The response on the centre-left to François Hollande’s lead in the first round of the French presidential election has been a mix of excitement and hopeful expectation.  Billy Hayes, leader of the Communication Workers Union tweeted last night “Socialism is on the agenda, via La France”.

Lessons are already being learnt and precedents noted for Labour’s own strategy for victory in 2015.

But some caution would be advised.

France is not Britain and in amidst the understandable optimism there are some fairly serious reasons to be reticent about reading too much into a Hollande lead for Labour.

Three in particular stand out: Sarkozy’s perceived responsibility for the crash; his conduct in office and the narrowness of Hollande’s first round lead.

First, Nicolas Sarkozy is one of the few remaining leaders in office whose tenure pre-dates the crash of 2008. Gordon Brown, Silvio Berlusconi and Luis Zapatero are all gone. Regardless of the rights and wrongs of the case, in the eyes of his electorate, Sarkozy will bear some culpability for the disaster.

From the major European nations, only Angela Merkel has retained office following the crash and it’s no coincidence that her survival has been secured as Germany has avoided the worst ravages of austerity.

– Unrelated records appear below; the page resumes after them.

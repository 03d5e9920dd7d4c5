//! OpenAI chat-completions provider.

use std::time::{Duration, Instant};

use anyhow::Context;
use async_trait::async_trait;
use serde::{Deserialize, Serialize};
use tracing::instrument;

use quizlens_core::error::ProviderError;
use quizlens_core::traits::{ChatRequest, ChatResponse, LlmProvider, TokenUsage};

const DEFAULT_BASE_URL: &str = "https://api.openai.com";
const DEFAULT_TIMEOUT_SECS: u64 = 120;

/// OpenAI-compatible API provider.
pub struct OpenAiProvider {
    api_key: String,
    base_url: String,
    org_id: Option<String>,
    client: reqwest::Client,
}

impl OpenAiProvider {
    pub fn new(
        api_key: &str,
        base_url: Option<String>,
        org_id: Option<String>,
    ) -> anyhow::Result<Self> {
        let client = reqwest::Client::builder()
            .timeout(Duration::from_secs(DEFAULT_TIMEOUT_SECS))
            .build()
            .context("failed to build HTTP client")?;

        Ok(Self {
            api_key: api_key.to_string(),
            base_url: base_url.unwrap_or_else(|| DEFAULT_BASE_URL.to_string()),
            org_id,
            client,
        })
    }
}

#[derive(Serialize)]
struct OpenAiRequest<'a> {
    model: &'a str,
    max_tokens: u32,
    temperature: f64,
    messages: Vec<OpenAiMessage<'a>>,
}

#[derive(Serialize)]
struct OpenAiMessage<'a> {
    role: &'static str,
    content: &'a str,
}

#[derive(Deserialize)]
struct OpenAiResponse {
    choices: Vec<OpenAiChoice>,
    #[serde(default)]
    usage: OpenAiUsage,
    model: String,
}

#[derive(Deserialize)]
struct OpenAiChoice {
    message: OpenAiChoiceMessage,
}

#[derive(Deserialize)]
struct OpenAiChoiceMessage {
    #[serde(default)]
    content: Option<String>,
}

#[derive(Deserialize, Default)]
struct OpenAiUsage {
    #[serde(default)]
    prompt_tokens: u32,
    #[serde(default)]
    completion_tokens: u32,
    #[serde(default)]
    total_tokens: u32,
}

#[async_trait]
impl LlmProvider for OpenAiProvider {
    fn name(&self) -> &str {
        "openai"
    }

    #[instrument(skip(self, request), fields(model = %request.model))]
    async fn complete(&self, request: &ChatRequest) -> anyhow::Result<ChatResponse> {
        let start = Instant::now();

        let mut messages = Vec::with_capacity(2);
        if let Some(system) = &request.system_prompt {
            messages.push(OpenAiMessage {
                role: "system",
                content: system,
            });
        }
        messages.push(OpenAiMessage {
            role: "user",
            content: &request.prompt,
        });

        let body = OpenAiRequest {
            model: &request.model,
            max_tokens: request.max_tokens,
            temperature: request.temperature,
            messages,
        };

        let mut req = self
            .client
            .post(format!("{}/v1/chat/completions", self.base_url))
            .header("Authorization", format!("Bearer {}", self.api_key))
            .header("content-type", "application/json");

        if let Some(org) = &self.org_id {
            req = req.header("OpenAI-Organization", org);
        }

        let response = req.json(&body).send().await.map_err(|e| {
            if e.is_timeout() {
                ProviderError::Timeout(DEFAULT_TIMEOUT_SECS)
            } else {
                ProviderError::NetworkError(e.to_string())
            }
        })?;

        let status = response.status().as_u16();
        if status == 429 {
            let retry_after = response
                .headers()
                .get("retry-after")
                .and_then(|v| v.to_str().ok())
                .and_then(|v| v.parse::<u64>().ok())
                .unwrap_or(5)
                * 1000;
            return Err(ProviderError::RateLimited {
                retry_after_ms: retry_after,
            }
            .into());
        }
        if status == 401 {
            let body = response.text().await.unwrap_or_default();
            return Err(ProviderError::AuthenticationFailed(body).into());
        }
        if status == 404 {
            return Err(ProviderError::ModelNotFound(request.model.clone()).into());
        }
        if status >= 400 {
            let body = response.text().await.unwrap_or_default();
            return Err(ProviderError::ApiError {
                status,
                message: body,
            }
            .into());
        }

        let api_response: OpenAiResponse = response.json().await.map_err(|e| {
            ProviderError::MalformedResponse(format!("failed to parse response: {e}"))
        })?;

        let latency_ms = start.elapsed().as_millis() as u64;
        let content = api_response
            .choices
            .into_iter()
            .next()
            .and_then(|c| c.message.content)
            .unwrap_or_default();

        tracing::debug!(
            latency_ms,
            tokens = api_response.usage.total_tokens,
            "openai completion"
        );

        Ok(ChatResponse {
            content,
            model: api_response.model,
            token_usage: TokenUsage {
                prompt_tokens: api_response.usage.prompt_tokens,
                completion_tokens: api_response.usage.completion_tokens,
                total_tokens: api_response.usage.total_tokens,
            },
            latency_ms,
        })
    }
}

The electoral gravity on this issue weighs against Labour and at the next general election David Cameron will still be reminding the public that the crash happened on a Labour government’s watch.

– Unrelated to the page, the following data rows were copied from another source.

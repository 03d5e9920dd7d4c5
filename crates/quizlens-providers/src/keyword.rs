//! Offline, rule-based topic mapper.
//!
//! Scores each topic by the words it shares with the question text. Words
//! from the topic name weigh more than subtopic words, which weigh more than
//! description words.

use std::collections::{HashMap, HashSet};

use async_trait::async_trait;

use quizlens_core::model::Syllabus;
use quizlens_core::traits::{TopicMapper, TopicMapping};

const NAME_WEIGHT: u32 = 3;
const SUBTOPIC_WEIGHT: u32 = 2;
const DESCRIPTION_WEIGHT: u32 = 1;
const MAX_SECONDARY: usize = 3;

const STOPWORDS: &[&str] = &[
    "the", "and", "for", "with", "that", "this", "what", "which", "does", "how", "why", "are",
    "was", "will", "from", "into", "each", "your", "you", "its", "use", "using", "write",
    "explain", "describe", "given", "following", "return", "returns",
];

/// Maps questions by keyword overlap with the syllabus.
pub struct KeywordMapper {
    syllabus: Syllabus,
}

impl KeywordMapper {
    pub fn new(syllabus: Syllabus) -> Self {
        Self { syllabus }
    }

    /// Weighted vocabulary for one topic name. Names missing from the
    /// syllabus only contribute their own words.
    fn vocabulary(&self, topic_name: &str) -> HashMap<String, u32> {
        let mut vocab = HashMap::new();
        let mut add = |text: &str, weight: u32| {
            for word in words(text) {
                let w = vocab.entry(word).or_insert(0);
                *w = (*w).max(weight);
            }
        };

        add(topic_name, NAME_WEIGHT);
        if let Some(topic) = self.syllabus.topic_by_name(topic_name) {
            for sub in &topic.subtopics {
                add(sub, SUBTOPIC_WEIGHT);
            }
            if let Some(description) = &topic.description {
                add(description, DESCRIPTION_WEIGHT);
            }
        }
        vocab
    }

    fn score(&self, question_words: &HashSet<String>, topic_name: &str) -> u32 {
        let vocab = self.vocabulary(topic_name);
        question_words
            .iter()
            .filter_map(|w| vocab.get(w))
            .sum()
    }
}

/// Lowercased, crudely singularized words of at least three letters.
/// Stopwords are dropped before singularizing.
fn words(text: &str) -> impl Iterator<Item = String> + '_ {
    text.split(|c: char| !c.is_alphanumeric())
        .filter(|w| w.len() >= 3)
        .map(str::to_lowercase)
        .filter(|w| !STOPWORDS.contains(&w.as_str()))
        .map(|w| match w.strip_suffix('s') {
            Some(stem) if stem.len() >= 3 && !stem.ends_with('s') => stem.to_string(),
            _ => w,
        })
}

#[async_trait]
impl TopicMapper for KeywordMapper {
    fn name(&self) -> &str {
        "keyword"
    }

    async fn map_question(
        &self,
        question_text: &str,
        topic_names: &[String],
    ) -> anyhow::Result<TopicMapping> {
        let question_words: HashSet<String> = words(question_text).collect();

        let mut scored: Vec<(usize, &String, u32)> = topic_names
            .iter()
            .enumerate()
            .map(|(i, name)| (i, name, self.score(&question_words, name)))
            .filter(|&(_, _, score)| score > 0)
            .collect();

        if scored.is_empty() {
            tracing::debug!("no keyword overlap for question: {question_text}");
            return Ok(TopicMapping::fallback(topic_names));
        }

        // Highest score first, syllabus order breaks ties
        scored.sort_by(|a, b| b.2.cmp(&a.2).then(a.0.cmp(&b.0)));

        let total: u32 = scored.iter().map(|&(_, _, s)| s).sum();
        let (_, primary, best) = scored[0];

        Ok(TopicMapping {
            primary_topic: primary.clone(),
            secondary_topics: scored
                .iter()
                .skip(1)
                .take(MAX_SECONDARY)
                .map(|&(_, name, _)| name.clone())
                .collect(),
            confidence: f64::from(best) / f64::from(total),
        })
    }
}

#[cfg(test)]
mod tests {
    use super::*;
    use quizlens_core::model::Topic;

    fn syllabus() -> Syllabus {
        let mut s = Syllabus::new("Intro to Programming", "CS 101");
        s.add_topic(Topic::new("Variables").with_subtopics(["Types", "Assignment"]));
        s.add_topic(
            Topic::new("Control Flow")
                .with_description("Branching and iteration")
                .with_subtopics(["If statements", "For loops", "While loops"]),
        );
        s.add_topic(Topic::new("Recursion").with_subtopics(["Base cases", "Call stack"]));
        s.add_topic(Topic::new("Arrays").with_description("Indexing and iteration"));
        s
    }

    #[tokio::test]
    async fn picks_topic_by_name() {
        let s = syllabus();
        let names = s.all_topic_names();
        let mapper = KeywordMapper::new(s);

        let mapping = mapper
            .map_question("Write a recursion that sums an array", &names)
            .await
            .unwrap();
        // both names match once; syllabus order breaks the tie
        assert_eq!(mapping.primary_topic, "Recursion");
        assert_eq!(mapping.secondary_topics, vec!["Arrays"]);
        assert!((mapping.confidence - 0.5).abs() < 1e-9);
    }

    #[tokio::test]
    async fn subtopics_outweigh_descriptions() {
        let s = syllabus();
        let names = s.all_topic_names();
        let mapper = KeywordMapper::new(s);

        let mapping = mapper
            .map_question("What is the base case of this function and what goes on the stack?", &names)
            .await
            .unwrap();
        assert_eq!(mapping.primary_topic, "Recursion");
        assert!(mapping.secondary_topics.is_empty());
        assert_eq!(mapping.confidence, 1.0);

        let mapping = mapper
            .map_question("Trace the loop iteration", &names)
            .await
            .unwrap();
        assert_eq!(mapping.primary_topic, "Control Flow");
        assert_eq!(mapping.secondary_topics, vec!["Arrays"]);
    }

    #[tokio::test]
    async fn no_overlap_falls_back() {
        let s = syllabus();
        let names = s.all_topic_names();
        let mapper = KeywordMapper::new(s);

        let mapping = mapper.map_question("Hello world", &names).await.unwrap();
        assert_eq!(mapping, TopicMapping::fallback(&names));
    }

    #[tokio::test]
    async fn unknown_topic_names_use_their_own_words() {
        let mapper = KeywordMapper::new(syllabus());
        let names = vec!["Hash Maps".to_string(), "Graphs".to_string()];
        let mapping = mapper
            .map_question("Insert a key into a hash map", &names)
            .await
            .unwrap();
        assert_eq!(mapping.primary_topic, "Hash Maps");
    }

    #[tokio::test]
    async fn shared_stopwords_do_not_match() {
        let mut s = Syllabus::new("Intro to Programming", "CS 101");
        s.add_topic(Topic::new("Variables"));
        s.add_topic(Topic::new("Sorting").with_description("This unit does comparisons"));
        let names = s.all_topic_names();
        let mapper = KeywordMapper::new(s);

        let mapping = mapper
            .map_question("What does this print?", &names)
            .await
            .unwrap();
        assert_eq!(mapping, TopicMapping::fallback(&names));
        assert_eq!(mapping.primary_topic, "Variables");
        assert_eq!(mapping.confidence, 0.0);
    }

    #[test]
    fn stopwords_are_dropped_before_singularizing() {
        let w: Vec<String> = words("What does this print").collect();
        assert_eq!(w, vec!["print"]);
    }

    #[test]
    fn words_are_normalized() {
        let w: Vec<String> = words("The Loops, arrays and class!").collect();
        assert_eq!(w, vec!["loop", "array", "class"]);
    }
}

Second, Sarkozy is partially being punished for not being monarchical enough. The French take the ceremonial solemnity of the office of president very seriously and his conduct in the office is deemed by many to have been sufficiently unbecoming.

There is no natural read across to Labour’s experience on this, not unless David Cameron divorces his wife and shacks up with Adele.

Third, Hollande hasn’t won yet. His lead following the first round is actually quite narrow – less than 2% – and after all of Sarkozy’s errors and problems, he still achieved a vote of 27% that was at the upper end of his polling projections.

Given the pool of votes on the right that is potentially available to Sarkozy following the unprecedented Front National showing, this race is far from over.

The question that should be being asked within the socialist camp is why wasn’t Hollande’s lead larger? Why did so many millions of voters who were clearly sick of Sarkozy not feel that they could support the centre left candidate?

So before too many in Labour learn the wrong lessons on declaring world finance as our “true enemy” or advocating a 75% top rate of tax, it would be just as well to pause and look again at the reality of the result.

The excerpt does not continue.